impl PixelImage {
    pub fn create(width: u32, height: u32, colorspace: Colorspace, chroma: Chroma) -> Self {
        Self {
            width,
            height,
            colorspace,
            chroma,
            planes: Vec::new(),
        }
    }

    pub fn width(&self) -> u32 {
        self.width
    }

    pub fn height(&self) -> u32 {
        self.height
    }

    pub fn colorspace(&self) -> Colorspace {
        self.colorspace
    }

    pub fn chroma(&self) -> Chroma {
        self.chroma
    }

    pub fn add_plane(&mut self, channel: Channel, width: u32, height: u32, bit_depth: u8) -> Result<()> {
        let plane = Plane::alloc(width, height, bit_depth)?;
        self.planes.retain(|(c, _)| *c != channel);
        self.planes.push((channel, plane));
        Ok(())
    }

    pub fn has_channel(&self, channel: Channel) -> bool {
        self.planes.iter().any(|(c, _)| *c == channel)
    }

    pub fn plane(&self, channel: Channel) -> Option<&Plane> {
        self.planes
            .iter()
            .find(|(c, _)| *c == channel)
            .map(|(_, p)| p)
    }

    pub fn plane_mut(&mut self, channel: Channel) -> Option<&mut Plane> {
        self.planes
            .iter_mut()
            .find(|(c, _)| *c == channel)
            .map(|(_, p)| p)
    }

    fn take_plane(&mut self, channel: Channel) -> Option<Plane> {
        let idx = self.planes.iter().position(|(c, _)| *c == channel)?;
        Some(self.planes.remove(idx).1)
    }

    /// Copy `src_channel` of `src` into this image as `dst_channel`.
    pub fn transfer_plane_from_image_as(
        &mut self,
        src: &PixelImage,
        src_channel: Channel,
        dst_channel: Channel,
    ) -> Result<()> {
        let plane = src.plane(src_channel).ok_or(Error::new(
            ErrorCode::InvalidInput,
            SubError::NoItemData,
        ))?;
        let plane = plane.try_clone()?;
        self.planes.retain(|(c, _)| *c != dst_channel);
        self.planes.push((dst_channel, plane));
        Ok(())
    }

    /// Rotate counter-clockwise by 0, 90, 180 or 270 degrees.
    pub fn rotate_ccw(self, angle_degrees: u16) -> Result<PixelImage> {
        if angle_degrees == 0 {
            return Ok(self);
        }

        let (out_width, out_height) = match angle_degrees {
            90 | 270 => (self.height, self.width),
            180 => (self.width, self.height),
            _ => {
                return Err(Error::new(
                    ErrorCode::UnsupportedFeature,
                    SubError::Unspecified,
                ))
            }
        };

        let mut out = PixelImage::create(out_width, out_height, self.colorspace, self.chroma);
        for (channel, plane) in &self.planes {
            let (pw, ph) = (plane.width as usize, plane.height as usize);
            let (ow, oh) = match angle_degrees {
                90 | 270 => (plane.height, plane.width),
                _ => (plane.width, plane.height),
            };
            let mut dst = Plane::alloc(ow, oh, plane.bit_depth)?;
            for y in 0..oh as usize {
                for x in 0..ow as usize {
                    let (sx, sy) = match angle_degrees {
                        90 => (pw - 1 - y, x),
                        180 => (pw - 1 - x, ph - 1 - y),
                        _ => (y, ph - 1 - x),
                    };
                    dst.data[y * dst.stride + x] = plane.data[sy * plane.stride + sx];
                }
            }
            out.planes.push((*channel, dst));
        }
        Ok(out)
    }

    /// Mirror in place. A horizontal-axis mirror flips the rows; a
    /// vertical-axis mirror reverses each row.
    pub fn mirror_inplace(&mut self, horizontal_axis: bool) {
        for (_, plane) in &mut self.planes {
            let stride = plane.stride;
            let height = plane.height as usize;
            if horizontal_axis {
                for y in 0..height / 2 {
                    let (top, rest) = plane.data.split_at_mut((height - 1 - y) * stride);
                    let top_row = &mut top[y * stride..y * stride + stride];
                    let bottom_row = &mut rest[..stride];
                    top_row.swap_with_slice(bottom_row);
                }
            } else {
                for y in 0..height {
                    plane.data[y * stride..y * stride + stride].reverse();
                }
            }
        }
    }

    fn chroma_subsampling(&self, channel: Channel) -> (u32, u32) {
        match channel {
            Channel::Cb | Channel::Cr => match self.chroma {
                Chroma::C420 => (2, 2),
                Chroma::C422 => (2, 1),
                _ => (1, 1),
            },
            _ => (1, 1),
        }
    }

    /// Crop to the inclusive window `[left, right] x [top, bottom]`.
    pub fn crop(self, left: u32, right: u32, top: u32, bottom: u32) -> Result<PixelImage> {
        let out_width = right - left + 1;
        let out_height = bottom - top + 1;
        let mut out = PixelImage::create(out_width, out_height, self.colorspace, self.chroma);

        for (channel, plane) in &self.planes {
            let (sub_x, sub_y) = self.chroma_subsampling(*channel);
            let (pl, pr) = (left / sub_x, right / sub_x);
            let (pt, pb) = (top / sub_y, bottom / sub_y);
            let pw = pr - pl + 1;
            let ph = pb - pt + 1;

            let mut dst = Plane::alloc(pw, ph, plane.bit_depth)?;
            for y in 0..ph as usize {
                let src_start = (pt as usize + y) * plane.stride + pl as usize;
                let dst_start = y * dst.stride;
                dst.data[dst_start..dst_start + pw as usize]
                    .copy_from_slice(&plane.data[src_start..src_start + pw as usize]);
            }
            out.planes.push((*channel, dst));
        }
        Ok(out)
    }

    /// Fill the R/G/B (and alpha, if allocated) planes from 16-bit color
    /// components; 8-bit planes take the high byte.
    pub fn fill_rgb_16bit(&mut self, r: u16, g: u16, b: u16, a: u16) {
        for (channel, value) in [
            (Channel::R, r),
            (Channel::G, g),
            (Channel::B, b),
            (Channel::Alpha, a),
        ] {
            if let Some(plane) = self.plane_mut(channel) {
                plane.data.fill((value >> 8) as u8);
            }
        }
    }

    /// Blit `overlay` onto this canvas at the signed offset. A placement
    /// entirely outside the canvas is an error the caller may choose to
    /// swallow.
    pub fn overlay(&mut self, overlay: &PixelImage, dx: i64, dy: i64) -> Result<()> {
        let canvas_w = i64::from(self.width);
        let canvas_h = i64::from(self.height);
        let ov_w = i64::from(overlay.width);
        let ov_h = i64::from(overlay.height);

        if dx >= canvas_w || dy >= canvas_h || dx + ov_w <= 0 || dy + ov_h <= 0 {
            return Err(Error::new(
                ErrorCode::InvalidInput,
                SubError::OverlayImageOutsideOfCanvas,
            ));
        }

        let x_start = dx.max(0);
        let y_start = dy.max(0);
        let x_end = (dx + ov_w).min(canvas_w);
        let y_end = (dy + ov_h).min(canvas_h);

        for channel in [Channel::R, Channel::G, Channel::B] {
            let Some(src) = overlay.plane(channel) else {
                continue;
            };
            let Some(dst) = self.plane_mut(channel) else {
                continue;
            };
            for y in y_start..y_end {
                let src_y = (y - dy) as usize;
                let src_x0 = (x_start - dx) as usize;
                let count = (x_end - x_start) as usize;
                let src_row = &src.data[src_y * src.stride + src_x0..][..count];
                let dst_start = y as usize * dst.stride + x_start as usize;
                dst.data[dst_start..dst_start + count].copy_from_slice(src_row);
            }
        }
        Ok(())
    }

    /// Convert to the requested colorspace/chroma, or fail with
    /// `UnsupportedColorConversion`.
    pub fn convert_colorspace(
        mut self,
        colorspace: Colorspace,
        chroma: Chroma,
    ) -> Result<PixelImage> {
        if self.colorspace == colorspace && self.chroma == chroma {
            return Ok(self);
        }

        match (self.colorspace, colorspace, chroma) {
            (Colorspace::YCbCr, Colorspace::Rgb, Chroma::C444) => self.ycbcr_to_rgb444(),
            (Colorspace::Monochrome, Colorspace::Rgb, Chroma::C444) => {
                let y = self.take_plane(Channel::Y).ok_or(Error::new(
                    ErrorCode::UnsupportedFeature,
                    SubError::UnsupportedColorConversion,
                ))?;
                let alpha = self.take_plane(Channel::Alpha);
                let mut out =
                    PixelImage::create(self.width, self.height, Colorspace::Rgb, Chroma::C444);
                out.planes.push((Channel::R, y.try_clone()?));
                out.planes.push((Channel::G, y.try_clone()?));
                out.planes.push((Channel::B, y));
                if let Some(alpha) = alpha {
                    out.planes.push((Channel::Alpha, alpha));
                }
                Ok(out)
            }
            _ => Err(Error::new(
                ErrorCode::UnsupportedFeature,
                SubError::UnsupportedColorConversion,
            )),
        }
    }

    fn ycbcr_to_rgb444(mut self) -> Result<PixelImage> {
        let y_plane = self.take_plane(Channel::Y).ok_or(Error::new(
            ErrorCode::UnsupportedFeature,
            SubError::UnsupportedColorConversion,
        ))?;
        let cb_plane = self.take_plane(Channel::Cb);
        let cr_plane = self.take_plane(Channel::Cr);
        let alpha = self.take_plane(Channel::Alpha);

        let (sub_x, sub_y) = match self.chroma {
            Chroma::C420 => (2u32, 2u32),
            Chroma::C422 => (2, 1),
            Chroma::C444 => (1, 1),
            _ => {
                return Err(Error::new(
                    ErrorCode::UnsupportedFeature,
                    SubError::UnsupportedColorConversion,
                ))
            }
        };

        let width = self.width;
        let height = self.height;
        let mut r_plane = Plane::alloc(width, height, 8)?;
        let mut g_plane = Plane::alloc(width, height, 8)?;
        let mut b_plane = Plane::alloc(width, height, 8)?;

        // Full-range BT.601, 16.16 fixed point.
        const CR_R: i32 = 91881;
        const CB_G: i32 = 22554;
        const CR_G: i32 = 46802;
        const CB_B: i32 = 116130;

        for py in 0..height as usize {
            for px in 0..width as usize {
                let y = i32::from(y_plane.data[py * y_plane.stride + px]);
                let (cb, cr) = match (&cb_plane, &cr_plane) {
                    (Some(cb_p), Some(cr_p)) => {
                        let cx = px / sub_x as usize;
                        let cy = py / sub_y as usize;
                        (
                            i32::from(cb_p.data[cy * cb_p.stride + cx]) - 128,
                            i32::from(cr_p.data[cy * cr_p.stride + cx]) - 128,
                        )
                    }
                    _ => (0, 0),
                };

                let r = y + ((CR_R * cr + 32768) >> 16);
                let g = y - ((CB_G * cb + CR_G * cr + 32768) >> 16);
                let b = y + ((CB_B * cb + 32768) >> 16);

                let idx = py * width as usize + px;
                r_plane.data[idx] = r.clamp(0, 255) as u8;
                g_plane.data[idx] = g.clamp(0, 255) as u8;
                b_plane.data[idx] = b.clamp(0, 255) as u8;
            }
        }

        let mut out = PixelImage::create(width, height, Colorspace::Rgb, Chroma::C444);
        out.planes.push((Channel::R, r_plane));
        out.planes.push((Channel::G, g_plane));
        out.planes.push((Channel::B, b_plane));
        if let Some(alpha) = alpha {
            out.planes.push((Channel::Alpha, alpha));
        }
        Ok(out)
    }
}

-*-*-

■ What to produce ■
In exact wording, restate the lines of the data above from the first through the one holding "pub fn chroma(&self)", and stop after that line.

■ Answer box ■
impl PixelImage {
    pub fn create(width: u32, height: u32, colorspace: Colorspace, chroma: Chroma) -> Self {
        Self {
            width,
            height,
            colorspace,
            chroma,
            planes: Vec::new(),
        }
    }

    pub fn width(&self) -> u32 {
        self.width
    }

    pub fn height(&self) -> u32 {
        self.height
    }

    pub fn colorspace(&self) -> Colorspace {
        self.colorspace
    }

    pub fn chroma(&self) -> Chroma {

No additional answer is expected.